My mother had occasional letters from all of them. When we were in Israel in 1988, we were supposed to visit Edith in Haifa, but that was when my back played up, so we never got there. Slowly my mother lost touch with all of them, except Uncle Hugo, who married, and settled in Bratislava where he finally died a few years later.

Oma and Opa Vogel at Maroubra Beach when
we still lived in Bond St

In the meantime I kept on dating Ilona, ‘Ily’ as she was called by her friends. After work I often walked from Kent Street to Strand Arcade to her father’s clothing factory to pick her up. I was introduced to her parents and invited to lots of family outings. And after a few months of this, we announced our engagement and got married on 30th of November, 1947.

The Balogs had a beautiful HMV record player. When people asked my why I was marrying Ily, I would joke that it was for her record player.

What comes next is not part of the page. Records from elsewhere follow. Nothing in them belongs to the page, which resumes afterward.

//! Chain: the ordered ownership history of one token.
//!
//! Elements live in an append-only `Vec` and are addressed by position. A
//! transfer touches only the last two elements before appending a new one:
//!
//! ```text
//!   ... [i-1] -------- [i] ------------ [i+1 new]
//!        owner         generator         key
//!        = H(gen_i)    = H(i+1, T, key)
//! ```
//!
//! The generator on `i` commits to the incoming key. The owner on `i-1`
//! confirms that generator, which is why confirming a transfer needs
//! information that only exists after the following transfer.

use crate::element::{Change, ChainRow, Element};
use crate::error::CoreError;
use crate::types::{create_key, create_token, load_key, Generator, Key, Owner, Token};

/// Upper bound on the capacity reserved from a length hint.
const MAX_PREALLOC: usize = 4096;

/// An in-memory chain of ownership for one token.
///
/// Not synchronized. Callers sharing a token across tasks must serialize
/// access themselves, one exclusive holder per token.
#[derive(Debug, Clone, PartialEq, Eq)]
pub struct Chain {
    token: Token,
    elements: Vec<Element>,
    expected_len: u64,
}

impl Chain {
    /// Create a fresh chain for `data`, held by `passphrase`.
    ///
    /// The bootstrap element at id 0 stores its own key as both generator
    /// and owner, so validation sees the same shape at every position.
    pub fn create(data: &[u8], passphrase: &str) -> Self {
        let token = create_token(data);
        let key = create_key(&token, passphrase);
        let bootstrap = Element {
            id: 0,
            generator: Some(Generator::bootstrap(&key)),
            owner: Some(Owner::bootstrap(&key)),
            key,
        };
        Self {
            token,
            elements: vec![bootstrap],
            expected_len: 1,
        }
    }

    /// Create a chain with no elements for an already computed token hash.
    ///
    /// `expected_len` only sizes the backing storage. It is never enforced.
    pub fn empty(token_hash: impl Into<String>, expected_len: u64) -> Self {
        Self::with_token(Token::from_hash(token_hash), expected_len)
    }

    /// Create a chain with no elements for `token`.
    pub fn with_token(token: Token, expected_len: u64) -> Self {
        let capacity = usize::try_from(expected_len)
            .unwrap_or(MAX_PREALLOC)
            .min(MAX_PREALLOC);
        Self {
            token,
            elements: Vec::with_capacity(capacity),
            expected_len,
        }
    }

    /// Rebuild a chain from persisted rows in ascending id order.
    pub fn from_rows<I>(token_hash: impl Into<String>, rows: I) -> Result<Self, CoreError>
    where
        I: IntoIterator<Item = ChainRow>,
    {
        let rows = rows.into_iter();
        let mut chain = Self::empty(token_hash, rows.size_hint().0 as u64);
        for row in rows {
            chain.push(row.id, row.key, row.generator, row.owner)?;
        }
        Ok(chain)
    }

    /// The token this chain belongs to.
    pub fn token(&self) -> &Token {
        &self.token
    }

    /// All elements, ordered by id.
    pub fn elements(&self) -> &[Element] {
        &self.elements
    }

    /// Number of elements.
    pub fn len(&self) -> usize {
        self.elements.len()
    }

    /// Whether the chain has no elements.
    pub fn is_empty(&self) -> bool {
        self.elements.is_empty()
    }

    /// The length hint this chain was created with.
    pub fn expected_len(&self) -> u64 {
        self.expected_len
    }

    /// Export every element as a storage row.
    pub fn rows(&self) -> Vec<ChainRow> {
        self.elements.iter().map(Element::to_row).collect()
    }

    // ─────────────────────────────────────────────────────────────────────────
    // Key Derivation
    // ─────────────────────────────────────────────────────────────────────────

    /// Derive the key for position `id` from a passphrase.
    ///
    /// Pure: a holder can re-derive their key from a memorized passphrase.
    pub fn key_on(&self, id: u64, passphrase: &str) -> (u64, Key) {
        (id, Key::derive(id, &self.token, passphrase))
    }

    /// Derive a key at the id of the current last element (0 when empty).
    pub fn key(&self, passphrase: &str) -> (u64, Key) {
        let id = self.elements.last().map_or(0, |e| e.id);
        self.key_on(id, passphrase)
    }

    // ─────────────────────────────────────────────────────────────────────────
    // Ownership
    // ─────────────────────────────────────────────────────────────────────────

    /// The id and key of the current presumed holder.
    pub fn get_owner(&self) -> Option<(u64, &Key)> {
        self.elements.last().map(|e| (e.id, &e.key))
    }

    /// Commit `key` as the next owner.
    ///
    /// Sets the generator on the last element, the owner on the element
    /// before it (when there is one), and appends the new element. The
    /// returned [`Change`] names exactly those cells.
    ///
    /// Rejects with [`CoreError::AlreadyBound`] when the last element already
    /// links to a successor, or when `key` is the current owner's own key.
    /// Nothing is modified on rejection.
    pub fn owned(&mut self, key: Key) -> Result<Change, CoreError> {
        let len = self.elements.len();
        let Some(prev) = self.elements.last() else {
            self.elements.push(Element::new(0, key));
            return Ok(Change::first(0));
        };

        if prev.key == key || prev.generator.as_ref().is_some_and(|g| !is_bootstrap(g, prev)) {
            return Err(CoreError::AlreadyBound { id: prev.id });
        }

        let prev_id = prev.id;
        let next_id = prev_id.checked_add(1).ok_or(CoreError::IdOverflow)?;
        let generator = Generator::derive(next_id, &self.token, &key);

        let mut owner = None;
        let mut owner_id = 0;
        if len >= 2 {
            let grandprev = &mut self.elements[len - 2];
            let confirmed = Owner::derive(&generator);
            grandprev.owner = Some(confirmed.clone());
            owner = Some(confirmed);
            owner_id = grandprev.id;
        }

        self.elements[len - 1].generator = Some(generator.clone());
        self.elements.push(Element::new(next_id, key));

        Ok(Change {
            id: next_id,
            generator: Some(generator),
            generator_id: prev_id,
            owner,
            owner_id,
        })
    }

    /// Append a persisted element verbatim.
    ///
    /// Only for rebuilding a chain from storage. No link is checked here;
    /// call [`Chain::validate`] once every row is in. The first id is taken
    /// as the base, after which ids must increase by exactly one.
    pub fn push(
        &mut self,
        id: u64,
        key: impl Into<String>,
        generator: Option<String>,
        owner: Option<String>,
    ) -> Result<(), CoreError> {
        if let Some(last) = self.elements.last() {
            let expected = last.id.checked_add(1).ok_or(CoreError::IdOverflow)?;
            if id != expected {
                return Err(CoreError::OutOfOrder { expected, got: id });
            }
        }

        self.elements.push(Element {
            id,
            key: load_key(key),
            generator: generator.map(Generator::from_hash),
            owner: owner.map(Owner::from_hash),
        });
        Ok(())
    }
}

/// A bootstrap element links to itself rather than to a successor.
fn is_bootstrap(generator: &Generator, element: &Element) -> bool {
    generator.as_str() == element.key.as_str()
}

A flat was found in 35 Bond Street, Maroubra, and my father-in-law paid the key money and for the furniture made to our specifications by a Chinese furniture manufacturer that everybody went to in those days. Maroubra seemed to be closer to Melbourne than Sydney, when you took the tram there. I’ll never forget the time Marion and Paul took us out there in their car. Kingsford seemed to be the end of civilisation, and when we got past Maroubra Junction the houses stopped. There was a velodrome at Fitzgerald Avenue, and then nothing except for the row of houses which our flat was in. It seemed like it would take forever to get to work from here. But flats were scarce as hen’s teeth then.

We were married in the Temple Emanuel. I was already living in the flat, none of this living together in those days, and I took the bus into town for the wedding, in my nice little grey pin-striped suit, and someone upstairs in the bus vomited out the window, and I arrived with spew all over the sleeve of my new suit.

The reception was held at Tabud, in George Street. We were having such a good time at the reception, that at about one o’clock my father-in-law said to me “Don’t you think it would be good manners to take your wife home now?”. We were both carried out on our friends’ shoulders, and I nearly collected the door frame.

We went to the Hydro for a week for our honeymoon.